RECORDS PROVIDED ->

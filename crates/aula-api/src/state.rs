//! Application state management

use crate::auth::{AuthService, PgIdentityStore, PgRefreshTokenStore, TokenIssuer};
use crate::db::TxExecutor;
use aula_core::config::AppConfig;
use sqlx::PgPool;
use std::sync::Arc;

/// Application state shared across handlers
pub struct AppState {
    /// Application configuration
    pub config: AppConfig,
    /// Token issuer, used directly by the auth middleware
    pub issuer: TokenIssuer,
    /// Authentication service
    pub auth: Arc<AuthService>,
}

impl AppState {
    /// Wire the stores and services onto one shared pool.
    pub fn new(config: AppConfig, pool: PgPool) -> Self {
        let executor = TxExecutor::new(pool);
        let issuer = TokenIssuer::new(&config.auth);

        let identity = Arc::new(PgIdentityStore::new(
            executor.clone(),
            config.auth.max_failed_attempts,
            config.auth.lockout_duration_mins,
        ));
        let tokens = Arc::new(PgRefreshTokenStore::new(
            executor,
            config.auth.refresh_ttl_days,
        ));

        let auth = Arc::new(AuthService::new(
            identity,
            tokens,
            issuer.clone(),
            config.auth.password_min_len,
        ));

        Self {
            config,
            issuer,
            auth,
        }
    }
}
//! API error handling
//!
//! Maps the core error taxonomy onto HTTP responses. Every body carries a
//! fixed, reviewed message per variant; raw provider text stays in the
//! server log and never reaches a client.

use aula_core::AulaError;
use axum::{
    http::StatusCode,
    response::{IntoResponse, Response},
    Json,
};
use serde::{Deserialize, Serialize};
use utoipa::ToSchema;

/// API error response
#[derive(Debug, Serialize, Deserialize, ToSchema)]
pub struct ApiError {
    /// Stable machine-readable code
    pub code: String,
    /// Human-readable message
    pub message: String,
}

impl ApiError {
    pub fn new(code: impl Into<String>, message: impl Into<String>) -> Self {
        Self {
            code: code.into(),
            message: message.into(),
        }
    }
}

/// Application error type rendered by handlers.
#[derive(Debug)]
pub enum AppError {
    BadRequest(String),
    Unauthorized(&'static str),
    Forbidden(&'static str),
    NotFound(String),
    Conflict(String),
    Unprocessable(i32),
    Internal,
}

impl IntoResponse for AppError {
    fn into_response(self) -> Response {
        let (status, error) = match self {
            AppError::BadRequest(msg) => {
                (StatusCode::BAD_REQUEST, ApiError::new("BAD_REQUEST", msg))
            }
            AppError::Unauthorized(msg) => {
                (StatusCode::UNAUTHORIZED, ApiError::new("UNAUTHORIZED", msg))
            }
            AppError::Forbidden(msg) => (StatusCode::FORBIDDEN, ApiError::new("FORBIDDEN", msg)),
            AppError::NotFound(resource) => (
                StatusCode::NOT_FOUND,
                ApiError::new("NOT_FOUND", format!("{resource} not found")),
            ),
            AppError::Conflict(msg) => (StatusCode::CONFLICT, ApiError::new("CONFLICT", msg)),
            AppError::Unprocessable(code) => (
                StatusCode::UNPROCESSABLE_ENTITY,
                ApiError::new("REJECTED", format!("Operation rejected (code {code})")),
            ),
            AppError::Internal => (
                StatusCode::INTERNAL_SERVER_ERROR,
                ApiError::new("INTERNAL_ERROR", "Internal server error"),
            ),
        };

        (status, Json(error)).into_response()
    }
}

impl From<AulaError> for AppError {
    fn from(err: AulaError) -> Self {
        if !err.is_client_error() {
            tracing::error!(error = %err, "request failed with server error");
        }

        match err {
            AulaError::InvalidToken => AppError::Unauthorized("Invalid token"),
            AulaError::InvalidCredentials => AppError::Unauthorized("Invalid credentials"),
            AulaError::LockedOut => AppError::Forbidden("Account is locked"),
            AulaError::NotAllowed => AppError::Forbidden("Account is not allowed to sign in"),
            AulaError::RequiresTwoFactor => {
                AppError::Forbidden("Two-factor authentication required")
            }
            AulaError::NotFound(resource) => AppError::NotFound(resource),
            AulaError::Duplicate { field } => {
                AppError::Conflict(format!("Duplicate value for {field}"))
            }
            AulaError::ConcurrencyConflict => {
                AppError::Conflict("The record was modified concurrently".to_string())
            }
            AulaError::BusinessRejection(code) => AppError::Unprocessable(code),
            AulaError::Validation(msg) => AppError::BadRequest(msg),
            // Everything else is a server fault; the body stays generic.
            AulaError::Connection(_)
            | AulaError::Transaction(_)
            | AulaError::InvalidQuery
            | AulaError::InvalidParameters
            | AulaError::OperationFailed { .. }
            | AulaError::Internal(_)
            | AulaError::Other(_) => AppError::Internal,
        }
    }
}

impl From<anyhow::Error> for AppError {
    fn from(err: anyhow::Error) -> Self {
        tracing::error!(error = %err, "unhandled error");
        AppError::Internal
    }
}

#[cfg(test)]
mod tests {
    use super::*;

    fn status_of(err: AulaError) -> StatusCode {
        AppError::from(err).into_response().status()
    }

    #[test]
    fn test_auth_failures_map_to_401() {
        assert_eq!(status_of(AulaError::InvalidToken), StatusCode::UNAUTHORIZED);
        assert_eq!(
            status_of(AulaError::InvalidCredentials),
            StatusCode::UNAUTHORIZED
        );
    }

    #[test]
    fn test_signin_blocks_map_to_403() {
        assert_eq!(status_of(AulaError::LockedOut), StatusCode::FORBIDDEN);
        assert_eq!(status_of(AulaError::NotAllowed), StatusCode::FORBIDDEN);
        assert_eq!(
            status_of(AulaError::RequiresTwoFactor),
            StatusCode::FORBIDDEN
        );
    }

    #[test]
    fn test_conflict_family_maps_to_409() {
        assert_eq!(
            status_of(AulaError::Duplicate {
                field: "email".to_string()
            }),
            StatusCode::CONFLICT
        );
        assert_eq!(
            status_of(AulaError::ConcurrencyConflict),
            StatusCode::CONFLICT
        );
    }

    #[test]
    fn test_server_faults_map_to_500_with_generic_body() {
        let response =
            AppError::from(AulaError::Connection("host unreachable".to_string())).into_response();
        assert_eq!(response.status(), StatusCode::INTERNAL_SERVER_ERROR);
    }

    #[test]
    fn test_business_rejection_keeps_the_code() {
        assert_eq!(
            status_of(AulaError::BusinessRejection(512)),
            StatusCode::UNPROCESSABLE_ENTITY
        );
    }
}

TASK STATEMENT -> From start to finish, retype the records above with complete accuracy.

WRITTEN SOLUTION ->
filename crates/aula-api/src/state.rs
//! Application state management

use crate::auth::{AuthService, PgIdentityStore, PgRefreshTokenStore, TokenIssuer};
use crate::db::TxExecutor;
use aula_core::config::AppConfig;
use sqlx::PgPool;
use std::sync::Arc;

/// Application state shared across handlers
pub struct AppState {
    /// Application configuration
    pub config: AppConfig,
    /// Token issuer, used directly by the auth middleware
    pub issuer: TokenIssuer,
    /// Authentication service
    pub auth: Arc<AuthService>,
}

impl AppState {
    /// Wire the stores and services onto one shared pool.
    pub fn new(config: AppConfig, pool: PgPool) -> Self {
        let executor = TxExecutor::new(pool);
        let issuer = TokenIssuer::new(&config.auth);

        let identity = Arc::new(PgIdentityStore::new(
            executor.clone(),
            config.auth.max_failed_attempts,
            config.auth.lockout_duration_mins,
        ));
        let tokens = Arc::new(PgRefreshTokenStore::new(
            executor,
            config.auth.refresh_ttl_days,
        ));

        let auth = Arc::new(AuthService::new(
            identity,
            tokens,
            issuer.clone(),
            config.auth.password_min_len,
        ));

        Self {
            config,
            issuer,
            auth,
        }
    }
}
//! API error handling
//!
//! Maps the core error taxonomy onto HTTP responses. Every body carries a
//! fixed, reviewed message per variant; raw provider text stays in the
//! server log and never reaches a client.

use aula_core::AulaError;
use axum::{
    http::StatusCode,
    response::{IntoResponse, Response},
    Json,
};
use serde::{Deserialize, Serialize};
use utoipa::ToSchema;

/// API error response
#[derive(Debug, Serialize, Deserialize, ToSchema)]
pub struct ApiError {
    /// Stable machine-readable code
    pub code: String,
    /// Human-readable message
    pub message: String,
}

impl ApiError {
    pub fn new(code: impl Into<String>, message: impl Into<String>) -> Self {
        Self {
            code: code.into(),
            message: message.into(),
        }
    }
}

/// Application error type rendered by handlers.
#[derive(Debug)]
pub enum AppError {
    BadRequest(String),
    Unauthorized(&'static str),
    Forbidden(&'static str),
    NotFound(String),
    Conflict(String),
    Unprocessable(i32),
    Internal,
}

impl IntoResponse for AppError {
    fn into_response(self) -> Response {
        let (status, error) = match self {
            AppError::BadRequest(msg) => {
                (StatusCode::BAD_REQUEST, ApiError::new("BAD_REQUEST", msg))
            }
            AppError::Unauthorized(msg) => {
                (StatusCode::UNAUTHORIZED, ApiError::new("UNAUTHORIZED", msg))
            }
            AppError::Forbidden(msg) => (StatusCode::FORBIDDEN, ApiError::new("FORBIDDEN", msg)),
            AppError::NotFound(resource) => (
                StatusCode::NOT_FOUND,
                ApiError::new("NOT_FOUND", format!("{resource} not found")),
            ),
            AppError::Conflict(msg) => (StatusCode::CONFLICT, ApiError::new("CONFLICT", msg)),
            AppError::Unprocessable(code) => (
                StatusCode::UNPROCESSABLE_ENTITY,
                ApiError::new("REJECTED", format!("Operation rejected (code {code})")),
            ),
            AppError::Internal => (
                StatusCode::INTERNAL_SERVER_ERROR,
                ApiError::new("INTERNAL_ERROR", "Internal server error"),
            ),
        };

        (status, Json(error)).into_response()
    }
}

impl From<AulaError> for AppError {
    fn from(err: AulaError) -> Self {
        if !err.is_client_error() {
            tracing::error!(error = %err, "request failed with server error");
        }

        match err {
            AulaError::InvalidToken => AppError::Unauthorized("Invalid token"),
            AulaError::InvalidCredentials => AppError::Unauthorized("Invalid credentials"),
            AulaError::LockedOut => AppError::Forbidden("Account is locked"),
            AulaError::NotAllowed => AppError::Forbidden("Account is not allowed to sign in"),
            AulaError::RequiresTwoFactor => {
                AppError::Forbidden("Two-factor authentication required")
            }
            AulaError::NotFound(resource) => AppError::NotFound(resource),
            AulaError::Duplicate { field } => {
                AppError::Conflict(format!("Duplicate value for {field}"))
            }
            AulaError::ConcurrencyConflict => {
                AppError::Conflict("The record was modified concurrently".to_string())
            }
            AulaError::BusinessRejection(code) => AppError::Unprocessable(code),
            AulaError::Validation(msg) => AppError::BadRequest(msg),
            // Everything else is a server fault; the body stays generic.
            AulaError::Connection(_)
            | AulaError::Transaction(_)
            | AulaError::InvalidQuery
            | AulaError::InvalidParameters
            | AulaError::OperationFailed { .. }
            | AulaError::Internal(_)
            | AulaError::Other(_) => AppError::Internal,
        }
    }
}

impl From<anyhow::Error> for AppError {
    fn from(err: anyhow::Error) -> Self {
        tracing::error!(error = %err, "unhandled error");
        AppError::Internal
    }
}

#[cfg(test)]
mod tests {
    use super::*;

    fn status_of(err: AulaError) -> StatusCode {
        AppError::from(err).into_response().status()
    }

    #[test]
    fn test_auth_failures_map_to_401() {
        assert_eq!(status_of(AulaError::InvalidToken), StatusCode::UNAUTHORIZED);
        assert_eq!(
            status_of(AulaError::InvalidCredentials),
            StatusCode::UNAUTHORIZED
        );
    }

    #[test]
    fn test_signin_blocks_map_to_403() {
        assert_eq!(status_of(AulaError::LockedOut), StatusCode::FORBIDDEN);
        assert_eq!(status_of(AulaError::NotAllowed), StatusCode::FORBIDDEN);
        assert_eq!(
            status_of(AulaError::RequiresTwoFactor),
            StatusCode::FORBIDDEN
        );
    }

    #[test]
    fn test_conflict_family_maps_to_409() {
        assert_eq!(
            status_of(AulaError::Duplicate {
                field: "email".to_string()
            }),
            StatusCode::CONFLICT
        );
        assert_eq!(
            status_of(AulaError::ConcurrencyConflict),
            StatusCode::CONFLICT
        );
    }

    #[test]
    fn test_server_faults_map_to_500_with_generic_body() {
        let response =
            AppError::from(AulaError::Connection("host unreachable".to_string())).into_response();
        assert_eq!(response.status(), StatusCode::INTERNAL_SERVER_ERROR);
    }

    #[test]
    fn test_business_rejection_keeps_the_code() {
        assert_eq!(
            status_of(AulaError::BusinessRejection(512)),
            StatusCode::UNPROCESSABLE_ENTITY
        );
    }
}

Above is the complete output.